This trigger can come in the form of a “temporal landmark”—Milkman has studied the importance of recurring ones, such as new years, new weeks, and birthdays, in prompting behavior adjustments—or a change, big or small, that interrupts well-trodden patterns. “We’ve got both things going on with the pandemic,” she said. “There’s a mental time boundary—everyone’s like, ‘Whoa, in March of 2020, I opened a new chapter’—and we have this constraint [of social distancing] that forces us to explore new things. So it’s a double whammy.”
In this way, the pandemic has led to welcome discoveries for some. “After being locked indoors for months I realized my skin and hair look great without any products, expensive creams, serums, conditioners, or treatments,” said Lizzette Arroyo, a 34-year-old in Ontario, California, who teaches community-college economics classes. She anticipates that, after the pandemic, she’ll greatly reduce her previously $100-a-month skin-care budget, and buy less new clothing and wear less makeup as well.

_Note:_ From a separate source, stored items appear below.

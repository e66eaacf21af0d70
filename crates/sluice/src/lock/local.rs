/*
 *  Copyright 2025-2026 Colliery Software
 *
 *  Licensed under the Apache License, Version 2.0 (the "License");
 *  you may not use this file except in compliance with the License.
 *  You may obtain a copy of the License at
 *
 *      http://www.apache.org/licenses/LICENSE-2.0
 *
 *  Unless required by applicable law or agreed to in writing, software
 *  distributed under the License is distributed on an "AS IS" BASIS,
 *  WITHOUT WARRANTIES OR CONDITIONS OF ANY KIND, either express or implied.
 *  See the License for the specific language governing permissions and
 *  limitations under the License.
 */

//! In-process lock manager.

use async_trait::async_trait;
use parking_lot::Mutex;
use std::collections::HashMap;
use std::sync::Arc;
use std::time::Duration;
use tokio::sync::Notify;
use tokio::time::Instant;
use tracing::debug;
use uuid::Uuid;

use crate::error::LockError;
use crate::models::TaskKey;

use super::QueryLockManager;

struct QuerySemaphore {
    permits: usize,
    holders: HashMap<Uuid, TaskKey>,
    // notify_one stores a permit, so a release between a waiter's state check
    // and its await is not lost.
    notify: Arc<Notify>,
}

/// Lock manager backed by process-local state.
///
/// Permit accounting is guarded by a short-lived mutex; waiters park on a
/// per-query [`Notify`] with a deadline so every wait is bounded.
#[derive(Default)]
pub struct LocalLockManager {
    semaphores: Mutex<HashMap<Uuid, QuerySemaphore>>,
}

impl LocalLockManager {
    pub fn new() -> Self {
        Self::default()
    }
}

enum Attempt {
    Acquired,
    Full(Arc<Notify>),
}

impl LocalLockManager {
    fn try_acquire(&self, task_key: &TaskKey) -> Result<Attempt, LockError> {
        let mut semaphores = self.semaphores.lock();
        let semaphore = semaphores
            .get_mut(&task_key.query_id())
            .ok_or(LockError::NoSemaphore(task_key.query_id()))?;
        if semaphore.holders.contains_key(&task_key.task_id) {
            return Err(LockError::AlreadyLocked(task_key.clone()));
        }
        if semaphore.holders.len() < semaphore.permits {
            semaphore
                .holders
                .insert(task_key.task_id, task_key.clone());
            Ok(Attempt::Acquired)
        } else {
            Ok(Attempt::Full(semaphore.notify.clone()))
        }
    }
}

#[async_trait]
impl QueryLockManager for LocalLockManager {
    async fn create_semaphore(&self, query_id: Uuid, count: usize) -> Result<(), LockError> {
        let mut semaphores = self.semaphores.lock();
        if count == 0 {
            if let Some(semaphore) = semaphores.remove(&query_id) {
                debug!(query_id = %query_id, "Deleted semaphore, force-releasing held locks");
                semaphore.notify.notify_waiters();
            }
            return Ok(());
        }
        match semaphores.get_mut(&query_id) {
            Some(semaphore) => {
                semaphore.permits = count;
                // Raising the count may unblock waiters.
                semaphore.notify.notify_waiters();
            }
            None => {
                semaphores.insert(
                    query_id,
                    QuerySemaphore {
                        permits: count,
                        holders: HashMap::new(),
                        notify: Arc::new(Notify::new()),
                    },
                );
            }
        }
        Ok(())
    }

    async fn acquire_lock(&self, task_key: &TaskKey, wait: Duration) -> Result<bool, LockError> {
        let deadline = Instant::now() + wait;
        loop {
            let notify = match self.try_acquire(task_key)? {
                Attempt::Acquired => return Ok(true),
                Attempt::Full(notify) => notify,
            };
            let now = Instant::now();
            if now >= deadline {
                return Ok(false);
            }
            let _ = tokio::time::timeout_at(deadline, notify.notified()).await;
        }
    }

    async fn release_lock(&self, task_key: &TaskKey) -> Result<(), LockError> {
        let mut semaphores = self.semaphores.lock();
        let semaphore = semaphores
            .get_mut(&task_key.query_id())
            .ok_or_else(|| LockError::NotLocked(task_key.clone()))?;
        if semaphore.holders.remove(&task_key.task_id).is_none() {
            return Err(LockError::NotLocked(task_key.clone()));
        }
        semaphore.notify.notify_one();
        Ok(())
    }

    async fn is_locked(&self, task_key: &TaskKey) -> bool {
        let semaphores = self.semaphores.lock();
        semaphores
            .get(&task_key.query_id())
            .map(|s| s.holders.contains_key(&task_key.task_id))
            .unwrap_or(false)
    }

    async fn locked_tasks(&self, query_id: Uuid) -> Vec<TaskKey> {
        let semaphores = self.semaphores.lock();
        semaphores
            .get(&query_id)
            .map(|s| s.holders.values().cloned().collect())
            .unwrap_or_default()
    }

    async fn queries(&self) -> Vec<Uuid> {
        let semaphores = self.semaphores.lock();
        semaphores.keys().copied().collect()
    }
}

#[cfg(test)]
mod tests {
    use super::*;
    use crate::models::QueryKey;

    fn query_key() -> QueryKey {
        QueryKey::new("default", Uuid::new_v4(), "EventQuery")
    }

    const WAIT: Duration = Duration::from_millis(50);

    #[tokio::test]
    async fn test_acquire_requires_semaphore() {
        let manager = LocalLockManager::new();
        let task_key = TaskKey::new(query_key());
        let err = manager.acquire_lock(&task_key, WAIT).await.unwrap_err();
        assert!(matches!(err, LockError::NoSemaphore(_)));
    }

    #[tokio::test]
    async fn test_lock_exclusivity_per_task() {
        let manager = LocalLockManager::new();
        let key = query_key();
        manager.create_semaphore(key.query_id, 2).await.unwrap();
        let task_key = TaskKey::new(key);

        assert!(manager.acquire_lock(&task_key, WAIT).await.unwrap());
        // Second acquire of the same task is a definite lock error, not a
        // timeout, even though semaphore slots remain.
        let err = manager.acquire_lock(&task_key, WAIT).await.unwrap_err();
        assert!(matches!(err, LockError::AlreadyLocked(_)));

        manager.release_lock(&task_key).await.unwrap();
        assert!(manager.acquire_lock(&task_key, WAIT).await.unwrap());
    }

    #[tokio::test]
    async fn test_semaphore_bounds_concurrent_locks() {
        let manager = Arc::new(LocalLockManager::new());
        let key = query_key();
        manager.create_semaphore(key.query_id, 2).await.unwrap();

        let tasks: Vec<TaskKey> = (0..3).map(|_| TaskKey::new(key.clone())).collect();
        assert!(manager.acquire_lock(&tasks[0], WAIT).await.unwrap());
        assert!(manager.acquire_lock(&tasks[1], WAIT).await.unwrap());
        // Third distinct task times out rather than erroring.
        assert!(!manager.acquire_lock(&tasks[2], WAIT).await.unwrap());

        manager.release_lock(&tasks[0]).await.unwrap();
        assert!(manager.acquire_lock(&tasks[2], WAIT).await.unwrap());
        assert_eq!(manager.locked_tasks(key.query_id).await.len(), 2);
    }

    #[tokio::test]
    async fn test_waiter_wakes_on_release() {
        let manager = Arc::new(LocalLockManager::new());
        let key = query_key();
        manager.create_semaphore(key.query_id, 1).await.unwrap();
        let first = TaskKey::new(key.clone());
        let second = TaskKey::new(key);

        assert!(manager.acquire_lock(&first, WAIT).await.unwrap());

        let waiter = {
            let manager = manager.clone();
            let second = second.clone();
            tokio::spawn(async move {
                manager
                    .acquire_lock(&second, Duration::from_secs(5))
                    .await
                    .unwrap()
            })
        };

        tokio::time::sleep(Duration::from_millis(20)).await;
        manager.release_lock(&first).await.unwrap();
        assert!(waiter.await.unwrap());
        assert!(manager.is_locked(&second).await);
    }

    #[tokio::test]
    async fn test_release_unlocked_task_errors() {
        let manager = LocalLockManager::new();
        let key = query_key();
        manager.create_semaphore(key.query_id, 1).await.unwrap();
        let task_key = TaskKey::new(key);
        let err = manager.release_lock(&task_key).await.unwrap_err();
        assert!(matches!(err, LockError::NotLocked(_)));
    }

    #[tokio::test]
    async fn test_zero_count_deletes_semaphore_and_releases_locks() {
        let manager = LocalLockManager::new();
        let key = query_key();
        manager.create_semaphore(key.query_id, 1).await.unwrap();
        let task_key = TaskKey::new(key.clone());
        assert!(manager.acquire_lock(&task_key, WAIT).await.unwrap());

        manager.create_semaphore(key.query_id, 0).await.unwrap();
        assert!(!manager.is_locked(&task_key).await);
        assert!(manager.queries().await.is_empty());
        let err = manager.acquire_lock(&task_key, WAIT).await.unwrap_err();
        assert!(matches!(err, LockError::NoSemaphore(_)));
    }

    #[tokio::test]
    async fn test_raising_count_unblocks_waiters() {
        let manager = Arc::new(LocalLockManager::new());
        let key = query_key();
        manager.create_semaphore(key.query_id, 1).await.unwrap();
        let first = TaskKey::new(key.clone());
        let second = TaskKey::new(key.clone());
        assert!(manager.acquire_lock(&first, WAIT).await.unwrap());

        let waiter = {
            let manager = manager.clone();
            let second = second.clone();
            tokio::spawn(async move {
                manager
                    .acquire_lock(&second, Duration::from_secs(5))
                    .await
                    .unwrap()
            })
        };

        tokio::time::sleep(Duration::from_millis(20)).await;
        manager.create_semaphore(key.query_id, 2).await.unwrap();
        assert!(waiter.await.unwrap());
    }
}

Naomi Thyden, a 31-year-old doctoral student in Minnesota, said that she’s been happily wearing a bra less often during the pandemic, including out of the house. “The only reason a lot of people wear bras is because our breasts, as they exist naturally, are deemed inappropriate by society,” she told me. “For some people bras provide needed support, but for a lot of us they serve no other purpose and are uncomfortable.”
And Caitlin Kunkel, a 36-year-old writer and humorist living in Brooklyn, has stopped carrying a big bag when she leaves the house, because she’s no longer out and about for extended periods. She expects she’ll be less likely to bring it with her even after the pandemic. “I’ve gotten used to not having shooting pain up my left shoulder,” she said. “That big shoulder bag full of 12 hours’ [worth] of stuff is a relic of 2019 and before.”
The constraints of the present moment have even helped some break established, unhealthy habits. Smith, the New Orleanian, has been smoking for most of the past 40 years, but she quit six weeks ago. “The pandemic was a time when I really couldn’t go anywhere or do much of anything and I felt this was a good time to start, since any crabbiness wouldn’t impact anyone else,” she told me. Likewise, Zach Millard, a 28-year-old in Sioux Falls, South Dakota, used to have about 15 to 20 drinks a week, in part because it soothed his social anxiety. But when the pandemic kept him at home, he started drinking less and reflecting on his habit. “If COVID-19 never happened … I would have barreled right into alcoholism,” he told me. He’s now down to two or three drinks a week.
Of course, the pandemic can just as easily promote unwelcome behaviors. “In general, the more out of control [peoples’] life circumstances, the more stressed they feel by what is going on around them, and the less social support people experience, the more vulnerable they are to using maladaptive coping,” Bethany Brand, a clinical-psychology professor at Towson University, told me. That can manifest as excessive sleeping or drinking, among other things. Further, Brand said, the threats of the pandemic can fuel anxiety, including after they’re gone.